Syntactic simplification deals with identifying grammatical complexities in a text and converting them into simpler grammatical constructs that help increase text readability and improve user understanding [4].

C. Explanation generation

Explanation generation focuses on simplifying difficult concepts in text by augmenting them with extra information, which puts it into context and improves user understanding. Pictographic communication and word sense disambiguation are the most common techniques used in explanation generation. [5]

a. Word Sense Disambiguation

There are a lot of words which have different meanings in different contexts. Word Sense Disambiguation (WSD) is defined as the ability to identify the exact sense of an ambiguous word based on its context. Word sense disambiguation is also seen as an AI-complete problem.

There are various WSD techniques; they are mainly categorized as either knowledge-based (unsupervised) WSD or supervised WSD [6].

b. Pictographic communication

Pictographs are known as an efficient means for text simplification. “A pictogram is better than a label, and recognizing image is easier than reading text”. Pictographic communication related work will be explained in detail in the next section. [7].

D. Text Summarization

Text summarization is defined as decreasing the length of a text document to create a short summary of the original document. Many variables should be taken into account to create a meaningful summary, such as writing style, syntax, and length [8].

E. Statistical machine translation

Statistical machine translation (SMT) is a machine translation paradigm where translations are generated on the basis of statistical models whose parameters are derived from the analysis of bilingual text corpora [3].

Few researchers have dealt with the task of translating text to pictographs till the time of writing this paper. Frommberge and Waidyanatha [9] show that pictographs can be an important means to communicate information about natural disasters to people that are lacking the capability to understand written text. This does not only include illiterates, but also foreigners who do not speak the local language.

Sevens et al. [10] introduce a text-to-pictograph conversion application using word sense disambiguation. They introduced a WSD application in a Dutch text-to-pictograph conversion system that converts text messages into a list of images. The system is used as an online environment for augmentative and alternative communication (AAC). In the old conversion process, the appropriate sense of a word was not disambiguated before converting it into an image. This often results in a wrong and ambiguous conversion. A better understanding and translation of the input text messages can be increased by adding a suitable WSD approach.

On the other hand, Vandeghinste and Schuurman [11] describe linking Sclera pictographs with synonym sets in a lexical-semantic database. Pavalanathan and Eisenstein [12] show that online writing lacks the non-verbal cues present in face-to-face communication, which provide additional contextual information about the speech, such as the speaker's intention. To fill this gap, a number of orthographic features, such as emoticons, expressive lengthening, and non-standard punctuation have become popular in social media services including Facebook and Twitter.

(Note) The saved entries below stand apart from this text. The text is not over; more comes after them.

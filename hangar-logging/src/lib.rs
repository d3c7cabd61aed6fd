//! Tracing subscriber setup shared by the hangar binaries.
//!
//! Console output always goes to stderr: `hangar state pull` writes state
//! blobs to stdout and must not interleave log lines with them.

use std::{
    env,
    io::{self, Write},
    path::{Path, PathBuf},
    str::FromStr,
};
use tracing_appender::non_blocking::WorkerGuard;
use tracing_subscriber::{fmt::MakeWriter, prelude::*, registry, EnvFilter};

const DEFAULT_LOG_FILE: &str = "/tmp/hangar.log";

#[derive(Debug, Clone, Copy, PartialEq, Eq)]
pub enum LogOutput {
    Console,
    File,
    Both,
    /// Install a subscriber that only applies the level filter.
    Off,
}

impl FromStr for LogOutput {
    type Err = String;

    fn from_str(s: &str) -> Result<Self, Self::Err> {
        match s.to_ascii_lowercase().as_str() {
            "console" => Ok(LogOutput::Console),
            "file" => Ok(LogOutput::File),
            "both" => Ok(LogOutput::Both),
            "off" | "none" => Ok(LogOutput::Off),
            other => Err(format!("unknown log output '{}'", other)),
        }
    }
}

#[derive(Debug, Clone, Copy, PartialEq, Eq)]
pub enum LogFormat {
    Human,
    Json,
}

impl FromStr for LogFormat {
    type Err = String;

    fn from_str(s: &str) -> Result<Self, Self::Err> {
        match s.to_ascii_lowercase().as_str() {
            "human" | "pretty" => Ok(LogFormat::Human),
            "json" => Ok(LogFormat::Json),
            other => Err(format!("unknown log format '{}'", other)),
        }
    }
}

#[derive(Debug, Clone, PartialEq, Eq)]
pub struct LoggingConfig {
    /// Default filter directive, overridden by `RUST_LOG`.
    pub level: String,
    pub output: LogOutput,
    pub format: LogFormat,
    pub file: PathBuf,
}

impl Default for LoggingConfig {
    fn default() -> Self {
        Self {
            level: "info".to_string(),
            output: LogOutput::Console,
            format: LogFormat::Human,
            file: PathBuf::from(DEFAULT_LOG_FILE),
        }
    }
}

impl LoggingConfig {
    /// Read `HANGAR_LOG_LEVEL`, `HANGAR_LOG_OUTPUT`, `HANGAR_LOG_FORMAT` and
    /// `HANGAR_LOG_FILE`. Unparseable values fall back to the defaults.
    pub fn from_env() -> Self {
        Self::from_lookup(|key| env::var(key).ok())
    }

    fn from_lookup(lookup: impl Fn(&str) -> Option<String>) -> Self {
        let defaults = Self::default();
        Self {
            level: lookup("HANGAR_LOG_LEVEL").unwrap_or(defaults.level),
            output: lookup("HANGAR_LOG_OUTPUT")
                .and_then(|v| v.parse().ok())
                .unwrap_or(defaults.output),
            format: lookup("HANGAR_LOG_FORMAT")
                .and_then(|v| v.parse().ok())
                .unwrap_or(defaults.format),
            file: lookup("HANGAR_LOG_FILE")
                .map(PathBuf::from)
                .unwrap_or(defaults.file),
        }
    }

    pub fn with_level(mut self, level: impl Into<String>) -> Self {
        self.level = level.into();
        self
    }
}

// Writes every line to two sinks.
struct Tee<A, B> {
    a: A,
    b: B,
}

impl<A: Write, B: Write> Write for Tee<A, B> {
    fn write(&mut self, buf: &[u8]) -> io::Result<usize> {
        let res_a = self.a.write_all(buf);
        let res_b = self.b.write_all(buf);
        res_a.and(res_b).map(|_| buf.len())
    }

    fn flush(&mut self) -> io::Result<()> {
        self.a.flush()?;
        self.b.flush()
    }
}

struct MakeTee<A, B> {
    a: A,
    b: B,
}

impl<'a, A, B> MakeWriter<'a> for MakeTee<A, B>
where
    A: MakeWriter<'a>,
    B: MakeWriter<'a>,
{
    type Writer = Tee<A::Writer, B::Writer>;

    fn make_writer(&'a self) -> Self::Writer {
        Tee {
            a: self.a.make_writer(),
            b: self.b.make_writer(),
        }
    }
}

fn env_filter(level: &str) -> EnvFilter {
    let filter = EnvFilter::try_from_default_env()
        .or_else(|_| EnvFilter::try_new(level))
        .unwrap_or_else(|_| EnvFilter::new("info"));

    ["sqlx=warn", "hyper=warn", "tower_http=info"]
        .into_iter()
        .filter_map(|d| d.parse().ok())
        .fold(filter, |f, d| f.add_directive(d))
}

/// Install the global subscriber. Keep the returned guard alive for as long
/// as file logging should flush. A second call is a no-op.
pub fn init_subscriber(config: &LoggingConfig) -> Option<WorkerGuard> {
    let subscriber = registry().with(env_filter(&config.level));
    let json = config.format == LogFormat::Json;

    macro_rules! install {
        ($writer:expr) => {{
            let layer = tracing_subscriber::fmt::layer().with_writer($writer);
            if json {
                subscriber.with(layer.json()).try_init()
            } else {
                subscriber.with(layer.with_target(false)).try_init()
            }
        }};
    }

    let (result, guard) = match config.output {
        LogOutput::Console => (install!(io::stderr), None),
        LogOutput::File => {
            let (writer, guard) = file_writer(&config.file);
            (install!(writer), Some(guard))
        }
        LogOutput::Both => {
            let (writer, guard) = file_writer(&config.file);
            let tee = MakeTee {
                a: io::stderr,
                b: writer,
            };
            (install!(tee), Some(guard))
        }
        LogOutput::Off => (subscriber.try_init(), None),
    };

    if result.is_err() {
        // Already installed, e.g. by an earlier test in the same process.
        return None;
    }
    guard
}

fn file_writer(path: &Path) -> (tracing_appender::non_blocking::NonBlocking, WorkerGuard) {
    let dir = path
        .parent()
        .filter(|p| !p.as_os_str().is_empty())
        .unwrap_or_else(|| Path::new("."));
    let file_name = path
        .file_name()
        .unwrap_or_else(|| "hangar.log".as_ref());

    let appender = tracing_appender::rolling::daily(dir, file_name);
    tracing_appender::non_blocking(appender)
}
use clap::Parser;
use hangar::{execute_command, Args};
use hangar_logging::{init_subscriber, LoggingConfig};
use tracing::debug;

#[tokio::main]
async fn main() {
    let args = Args::parse();

    // Quiet by default; stdout may carry a state blob.
    let level = if args.debug { "debug" } else { "warn" };
    let _log_guard = init_subscriber(&LoggingConfig::from_env().with_level(level));

    debug!("Starting hangar command");

    if let Err(e) = execute_command(args).await {
        eprintln!("Error: {:#}", e);
        std::process::exit(1);
    }
}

Korpi and Ahonen-Rainio [13] proved that pictographic symbols are widely used in different kinds of environments because of their potential in delivering complex messages easily. However, if these pictographic symbols are not properly designed, they fail to deliver the intended message. They formulate a set of graphic and semantic qualities that contribute to the overall quality of the symbols.

Dyches et al. [14]present a case study that focuses on skill generalization following instruction of an teenager girl with multiple disabilities using two augmentative and alternative communication (AAC) devices.

Leong et al. [15] describe a system for the automatic text to picture translation of simple sentences. They use Word-Net as a lexical database, but they do not use the WordNet relations between concepts. Furthermore, their proposed system does not translate the whole text and they make use of word sense disambiguation in a simple way. Moreover, the effectiveness of WSD within the context of a pictograph translation system was not evaluated. Authors of [16,17] show that WSD can enhance machine translation by using probabilistic methods that select the most likely translation phrase.

III. Proposed System

This paper introduces a system which enables people with language deficits to communicate with others. An overview of the architecture of this system is presented in Fig. 3. Given a text to be simplified, the proposed system performs text simplification through four main phases:

A. Text Summarization

In this work, we use the classical statistical approach based on significant words occurrence statistics to summarize input text. Sentences containing words that occur more frequently than others in the text have a higher weight. These sentences are considered more important than others and are hence extracted [18].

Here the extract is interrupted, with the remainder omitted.